*Extracted material*:
>>>

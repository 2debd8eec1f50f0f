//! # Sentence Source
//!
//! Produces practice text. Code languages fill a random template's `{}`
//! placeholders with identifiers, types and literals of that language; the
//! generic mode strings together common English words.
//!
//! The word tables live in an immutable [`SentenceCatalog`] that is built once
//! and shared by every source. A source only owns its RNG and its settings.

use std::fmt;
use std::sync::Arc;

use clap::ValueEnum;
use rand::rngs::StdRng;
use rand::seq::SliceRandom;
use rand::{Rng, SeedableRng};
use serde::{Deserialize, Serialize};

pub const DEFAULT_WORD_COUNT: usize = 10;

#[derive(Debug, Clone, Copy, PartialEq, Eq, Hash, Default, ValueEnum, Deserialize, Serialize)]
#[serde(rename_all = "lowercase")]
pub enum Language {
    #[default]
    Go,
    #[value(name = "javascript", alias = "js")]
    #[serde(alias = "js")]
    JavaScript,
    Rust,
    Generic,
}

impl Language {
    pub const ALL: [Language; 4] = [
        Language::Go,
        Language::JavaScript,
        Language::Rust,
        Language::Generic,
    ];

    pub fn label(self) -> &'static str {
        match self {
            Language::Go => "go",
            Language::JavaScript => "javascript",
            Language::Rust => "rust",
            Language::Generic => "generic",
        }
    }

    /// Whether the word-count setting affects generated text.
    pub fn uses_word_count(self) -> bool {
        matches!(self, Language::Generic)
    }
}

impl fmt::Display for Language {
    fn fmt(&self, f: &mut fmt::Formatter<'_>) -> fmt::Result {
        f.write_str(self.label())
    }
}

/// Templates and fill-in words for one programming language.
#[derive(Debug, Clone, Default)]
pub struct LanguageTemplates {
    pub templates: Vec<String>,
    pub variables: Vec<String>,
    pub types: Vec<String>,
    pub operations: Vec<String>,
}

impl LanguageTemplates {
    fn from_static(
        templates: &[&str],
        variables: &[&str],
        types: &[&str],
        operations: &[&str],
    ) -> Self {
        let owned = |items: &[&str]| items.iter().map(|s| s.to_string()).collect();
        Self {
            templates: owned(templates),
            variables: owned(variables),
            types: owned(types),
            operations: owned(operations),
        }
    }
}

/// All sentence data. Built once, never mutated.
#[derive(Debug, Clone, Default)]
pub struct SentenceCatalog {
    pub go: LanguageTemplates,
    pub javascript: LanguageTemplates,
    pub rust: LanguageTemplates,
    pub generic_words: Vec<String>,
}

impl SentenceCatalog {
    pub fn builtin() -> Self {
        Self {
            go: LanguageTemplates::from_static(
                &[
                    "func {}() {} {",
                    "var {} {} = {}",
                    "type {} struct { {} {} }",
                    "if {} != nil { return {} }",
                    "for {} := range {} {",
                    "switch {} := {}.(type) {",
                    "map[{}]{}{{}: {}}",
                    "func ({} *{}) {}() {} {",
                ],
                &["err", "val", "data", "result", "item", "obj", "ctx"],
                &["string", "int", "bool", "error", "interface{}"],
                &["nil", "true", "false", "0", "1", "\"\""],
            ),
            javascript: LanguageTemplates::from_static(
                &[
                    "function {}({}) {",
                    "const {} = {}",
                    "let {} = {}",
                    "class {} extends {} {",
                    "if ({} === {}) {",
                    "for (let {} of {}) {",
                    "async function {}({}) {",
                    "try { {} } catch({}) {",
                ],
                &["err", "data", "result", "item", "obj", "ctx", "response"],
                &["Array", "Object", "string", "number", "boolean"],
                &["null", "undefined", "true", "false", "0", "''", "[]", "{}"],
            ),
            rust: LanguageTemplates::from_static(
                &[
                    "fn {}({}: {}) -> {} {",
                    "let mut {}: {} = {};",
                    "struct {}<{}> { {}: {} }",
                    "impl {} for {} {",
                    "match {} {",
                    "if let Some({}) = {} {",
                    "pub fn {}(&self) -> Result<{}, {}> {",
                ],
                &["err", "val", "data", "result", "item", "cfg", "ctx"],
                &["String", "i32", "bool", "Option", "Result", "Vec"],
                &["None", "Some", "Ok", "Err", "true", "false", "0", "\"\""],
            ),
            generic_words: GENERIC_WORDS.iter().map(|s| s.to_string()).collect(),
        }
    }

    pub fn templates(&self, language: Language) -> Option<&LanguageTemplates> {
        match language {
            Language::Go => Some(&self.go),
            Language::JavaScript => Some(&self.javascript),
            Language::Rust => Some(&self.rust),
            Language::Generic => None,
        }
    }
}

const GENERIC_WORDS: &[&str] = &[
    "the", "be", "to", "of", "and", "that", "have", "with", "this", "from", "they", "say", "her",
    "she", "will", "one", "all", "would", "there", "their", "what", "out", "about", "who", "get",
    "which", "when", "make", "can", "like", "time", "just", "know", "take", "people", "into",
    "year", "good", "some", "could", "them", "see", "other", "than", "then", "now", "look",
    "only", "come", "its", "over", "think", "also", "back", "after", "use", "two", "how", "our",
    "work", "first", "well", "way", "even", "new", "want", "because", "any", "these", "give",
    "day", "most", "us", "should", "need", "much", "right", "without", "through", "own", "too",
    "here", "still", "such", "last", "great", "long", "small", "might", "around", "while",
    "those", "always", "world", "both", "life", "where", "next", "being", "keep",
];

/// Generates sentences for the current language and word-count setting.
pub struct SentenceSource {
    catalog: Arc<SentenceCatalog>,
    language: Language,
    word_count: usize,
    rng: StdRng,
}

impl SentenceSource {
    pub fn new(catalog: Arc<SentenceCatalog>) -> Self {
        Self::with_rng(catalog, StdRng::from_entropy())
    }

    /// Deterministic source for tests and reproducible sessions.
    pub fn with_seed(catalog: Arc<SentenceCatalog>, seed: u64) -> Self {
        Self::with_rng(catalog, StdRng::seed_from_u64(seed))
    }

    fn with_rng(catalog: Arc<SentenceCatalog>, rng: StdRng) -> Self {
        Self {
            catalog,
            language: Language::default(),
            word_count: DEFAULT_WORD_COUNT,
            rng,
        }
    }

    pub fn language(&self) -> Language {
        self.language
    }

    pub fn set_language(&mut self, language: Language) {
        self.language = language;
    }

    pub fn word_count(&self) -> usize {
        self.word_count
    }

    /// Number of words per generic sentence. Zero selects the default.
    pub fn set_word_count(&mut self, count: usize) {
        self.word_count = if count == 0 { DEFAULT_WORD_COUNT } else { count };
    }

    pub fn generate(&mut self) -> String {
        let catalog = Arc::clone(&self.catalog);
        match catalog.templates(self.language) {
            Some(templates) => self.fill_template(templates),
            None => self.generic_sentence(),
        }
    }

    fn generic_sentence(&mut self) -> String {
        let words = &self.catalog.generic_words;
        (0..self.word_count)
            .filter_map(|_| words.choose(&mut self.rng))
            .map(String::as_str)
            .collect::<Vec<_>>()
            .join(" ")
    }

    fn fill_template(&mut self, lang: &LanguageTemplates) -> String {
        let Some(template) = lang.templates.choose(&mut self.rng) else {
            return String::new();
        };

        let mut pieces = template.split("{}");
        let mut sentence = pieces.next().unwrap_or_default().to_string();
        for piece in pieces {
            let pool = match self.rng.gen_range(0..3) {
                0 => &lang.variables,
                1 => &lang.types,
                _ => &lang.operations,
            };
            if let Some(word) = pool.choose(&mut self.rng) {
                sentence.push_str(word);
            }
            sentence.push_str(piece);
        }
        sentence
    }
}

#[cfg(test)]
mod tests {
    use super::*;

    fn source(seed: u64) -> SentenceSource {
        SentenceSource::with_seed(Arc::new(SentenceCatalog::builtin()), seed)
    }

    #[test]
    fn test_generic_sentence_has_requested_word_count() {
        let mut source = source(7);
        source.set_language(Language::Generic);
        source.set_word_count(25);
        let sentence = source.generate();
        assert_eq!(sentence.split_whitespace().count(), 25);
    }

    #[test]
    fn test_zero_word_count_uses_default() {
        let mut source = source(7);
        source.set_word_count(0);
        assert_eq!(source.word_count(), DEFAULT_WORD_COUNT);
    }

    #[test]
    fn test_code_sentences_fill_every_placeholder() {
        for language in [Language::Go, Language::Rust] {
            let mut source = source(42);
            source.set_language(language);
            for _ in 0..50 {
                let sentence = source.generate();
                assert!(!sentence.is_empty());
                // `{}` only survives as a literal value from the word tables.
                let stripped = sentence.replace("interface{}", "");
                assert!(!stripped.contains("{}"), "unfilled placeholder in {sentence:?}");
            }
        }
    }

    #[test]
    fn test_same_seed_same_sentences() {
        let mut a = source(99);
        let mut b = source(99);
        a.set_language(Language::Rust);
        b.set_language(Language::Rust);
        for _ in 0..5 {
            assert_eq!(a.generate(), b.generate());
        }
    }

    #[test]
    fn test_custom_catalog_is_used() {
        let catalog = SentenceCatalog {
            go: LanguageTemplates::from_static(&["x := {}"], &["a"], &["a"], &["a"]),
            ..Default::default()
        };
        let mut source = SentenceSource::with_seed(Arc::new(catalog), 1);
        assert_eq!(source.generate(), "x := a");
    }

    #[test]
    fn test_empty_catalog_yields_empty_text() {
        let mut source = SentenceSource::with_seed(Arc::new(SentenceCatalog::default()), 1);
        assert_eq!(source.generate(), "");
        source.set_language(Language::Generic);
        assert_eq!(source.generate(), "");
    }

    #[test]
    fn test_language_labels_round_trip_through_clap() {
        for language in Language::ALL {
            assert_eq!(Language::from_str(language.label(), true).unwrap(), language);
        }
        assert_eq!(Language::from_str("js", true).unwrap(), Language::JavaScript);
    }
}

<<<

*What you have to do*:
All that is needed is the number of lines in the listing holding the word "variables".

*Result of the exercise*:
4